Some of the results have been spot-on, for instance labeling a platinum blonde Caucasian woman as someone whose hair is likely “artificially colored.” One humorous example labeled U.K. Prime Minister Boris Johnson as a “demagogue.”
However, other results have been blatantly offensive. People with darker skin have shared examples on social media that showed how the A.I. has labeled them as “wrongdoer, offender,” “convict,” and “first offender.” Some people are labeled using racist and misogynistic terms, which are among the 2,500 labels that ImageNet Roulette can choose from.
The project was created by Kate Crawford, head of AI Now, an organization that does work spotlighting ethical issues with A.I., and researcher Trevor Paglen, as part of an art installation currently featured at the Fondazione Prada Osservertario museum in Milan. ImageNet Roulette is part of the Training Humans exhibition, which details the history of image recognition systems and some of the inherent problems.
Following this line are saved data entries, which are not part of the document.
//! Processing Handlers

use axum::{body::Bytes, extract::State, Json};
use std::sync::Arc;

use crate::application::{
    CheckDetectionHealth, ConfigureEndpointCommand, DetectionHealth, GetEndpoint,
    GetProcessingState, ResetProcessingCommand, RunProcessingCommand, RunProcessingResponse,
    TaskOptions,
};
use crate::domain::processing::ProcessingSnapshot;
use crate::infrastructure::http::dto::{ApiResponse, ConfigureEndpointRequest, EndpointResponse};
use crate::infrastructure::http::error::ApiError;
use crate::infrastructure::http::state::AppState;

/// 解析可选的 JSON 请求体，空请求体返回 `None`
fn parse_optional_json<T: serde::de::DeserializeOwned>(body: &Bytes) -> Result<Option<T>, ApiError> {
    if body.iter().all(u8::is_ascii_whitespace) {
        return Ok(None);
    }
    serde_json::from_slice(body)
        .map(Some)
        .map_err(|e| ApiError::BadRequest(format!("Invalid request body: {}", e)))
}

// ============================================================================
// Run / Reset
// ============================================================================

pub async fn run_processing(
    State(state): State<Arc<AppState>>,
    body: Bytes,
) -> Result<Json<ApiResponse<RunProcessingResponse>>, ApiError> {
    let options: Option<TaskOptions> = parse_optional_json(&body)?;
    let result = state
        .run_processing_handler
        .handle(RunProcessingCommand { options })?;

    Ok(Json(ApiResponse::success(result)))
}

pub async fn reset_processing(
    State(state): State<Arc<AppState>>,
) -> Result<Json<ApiResponse<ProcessingSnapshot>>, ApiError> {
    let snapshot = state
        .reset_processing_handler
        .handle(ResetProcessingCommand)?;

    Ok(Json(ApiResponse::success(snapshot)))
}

// ============================================================================
// State
// ============================================================================

pub async fn get_processing_state(
    State(state): State<Arc<AppState>>,
) -> Result<Json<ApiResponse<ProcessingSnapshot>>, ApiError> {
    let snapshot = state
        .get_processing_state_handler
        .handle(GetProcessingState)?;

    Ok(Json(ApiResponse::success(snapshot)))
}

// ============================================================================
// Endpoint
// ============================================================================

pub async fn get_endpoint(
    State(state): State<Arc<AppState>>,
) -> Result<Json<ApiResponse<EndpointResponse>>, ApiError> {
    let settings = state.get_endpoint_handler.handle(GetEndpoint)?;

    Ok(Json(ApiResponse::success(settings.into())))
}

pub async fn configure_endpoint(
    State(state): State<Arc<AppState>>,
    body: Bytes,
) -> Result<Json<ApiResponse<EndpointResponse>>, ApiError> {
    let req: ConfigureEndpointRequest = parse_optional_json(&body)?.unwrap_or_default();
    let settings = state
        .configure_endpoint_handler
        .handle(ConfigureEndpointCommand {
            url: req.url,
            force_mock: req.force_mock,
        })?;

    Ok(Json(ApiResponse::success(settings.into())))
}

pub async fn check_detection_health(
    State(state): State<Arc<AppState>>,
) -> Result<Json<ApiResponse<DetectionHealth>>, ApiError> {
    let health = state
        .check_detection_health_handler
        .handle(CheckDetectionHealth)
        .await?;

    Ok(Json(ApiResponse::success(health)))
}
“We want to shed light on what happens when technical systems are trained on problematic training data,” Crawford and Paglen say on their website. “AI classifications of people are rarely made visible to the people being classified. ImageNet Roulette provides a glimpse into that process – and to show the ways things can go wrong.”
ImageNet Roulette was created using the ImageNet database, a digital archive unveiled in 2009 that now has 14 million labeled images. Those images were labeled using WordNet, a system of word classifications that was developed in the 1980s.
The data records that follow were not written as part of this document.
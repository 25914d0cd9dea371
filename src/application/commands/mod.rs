//! 应用层 - 命令（写操作）
//!
//! CQRS 命令侧：处理所有写操作

mod processing_commands;

pub mod handlers;

pub use processing_commands::*;
//! Move tree nodes and annotations.
//!
//! Nodes live in an arena (`MoveTree`) and reference each other by
//! `NodeId` index. The parent link is a plain index, so the tree is owned
//! strictly top-down with no reference-counted cycles.

use serde::{Deserialize, Serialize};
use smallvec::SmallVec;

use crate::core::Color;

/// Index into the `MoveTree` node arena.
#[derive(Clone, Copy, Debug, PartialEq, Eq, Hash, Serialize, Deserialize)]
pub struct NodeId(pub u32);

impl NodeId {
    /// Sentinel value representing no node.
    pub const NONE: NodeId = NodeId(u32::MAX);

    /// Create a new node ID.
    #[must_use]
    pub const fn new(id: u32) -> Self {
        Self(id)
    }

    /// Check if this is the NONE sentinel.
    #[inline]
    #[must_use]
    pub const fn is_none(self) -> bool {
        self.0 == u32::MAX
    }

    /// Get the raw index value.
    #[inline]
    #[must_use]
    pub const fn raw(self) -> u32 {
        self.0
    }
}

impl std::fmt::Display for NodeId {
    fn fmt(&self, f: &mut std::fmt::Formatter<'_>) -> std::fmt::Result {
        if self.is_none() {
            write!(f, "Node(NONE)")
        } else {
            write!(f, "Node({})", self.0)
        }
    }
}

/// A move in standard algebraic notation.
///
/// The engine never validates chess legality; moves are compared as
/// normalized SAN text when a trainee answer is checked against the
/// expected solution.
#[derive(Clone, Debug, PartialEq, Eq, Hash, Serialize, Deserialize)]
pub struct Move {
    /// SAN text, e.g. `"Nf3"` or `"exd5"`.
    pub san: String,
}

impl Move {
    /// Create a move from SAN text.
    pub fn new(san: impl Into<String>) -> Self {
        Self { san: san.into() }
    }
}

impl std::fmt::Display for Move {
    fn fmt(&self, f: &mut std::fmt::Formatter<'_>) -> std::fmt::Result {
        write!(f, "{}", self.san)
    }
}

/// Annotation marker on a trainee move.
///
/// At most one marker is meaningful per node; a node carrying both is
/// rejected by the resolver as a structural error.
#[derive(Clone, Copy, Debug, PartialEq, Eq, Hash, Serialize, Deserialize)]
pub enum Marker {
    /// A deliberate, modeled mistake. Traversal past it continues under
    /// the flipped perspective.
    Blunder,
    /// A second valid try, explored as an independent solution/line.
    Alternative,
}

/// A position reached by zero or more moves from the starting position.
#[derive(Clone, Debug, Serialize, Deserialize)]
pub struct MoveNode {
    /// Parent node (NONE for the root).
    pub parent: NodeId,

    /// The move that produced this position. `None` only at the root.
    pub mv: Option<Move>,

    /// Side to move at this position.
    pub to_move: Color,

    /// Child nodes in declaration order. Order is significant: the
    /// resolver traverses left to right.
    pub children: SmallVec<[NodeId; 4]>,

    /// Annotation markers carried by the producing move.
    pub markers: SmallVec<[Marker; 1]>,

    /// Free-text note; persists an encoded training or root record.
    pub note: Option<String>,
}

impl MoveNode {
    /// Create a non-root node.
    pub fn new(parent: NodeId, mv: Move, to_move: Color) -> Self {
        Self {
            parent,
            mv: Some(mv),
            to_move,
            children: SmallVec::new(),
            markers: SmallVec::new(),
            note: None,
        }
    }

    /// Create a root node.
    pub fn root(to_move: Color) -> Self {
        Self {
            parent: NodeId::NONE,
            mv: None,
            to_move,
            children: SmallVec::new(),
            markers: SmallVec::new(),
            note: None,
        }
    }

    /// True for the single node with no producing move.
    #[must_use]
    pub fn is_root(&self) -> bool {
        self.mv.is_none()
    }

    /// Check whether a specific marker is present.
    #[must_use]
    pub fn has_marker(&self, marker: Marker) -> bool {
        self.markers.contains(&marker)
    }
}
ImageNet Roulette doesn’t strive for perfection, and is instead designed to spark a discussion about bias in A.I. However, it’s hardly the first time artificial intelligence has failed when it comes to showing its unfair bias.
Last year, Google’s A.I.-powered selfie feature let people find their doppelgängers in works of art, but it spit out results that were offensive. African-Americans reported matching with stereotypical art depicting slaves. Asians were shown geishas as their look-alikes, and an Indian-American reporter was served a portrait of a Native American chief. A Google representative responded to the controversy with an apology and said the company is “committed to reducing unfair bias.”
While AI can automate jobs and make simple tasks easier for humans, it’s yet another example of how there’s still work to be done to perfect it.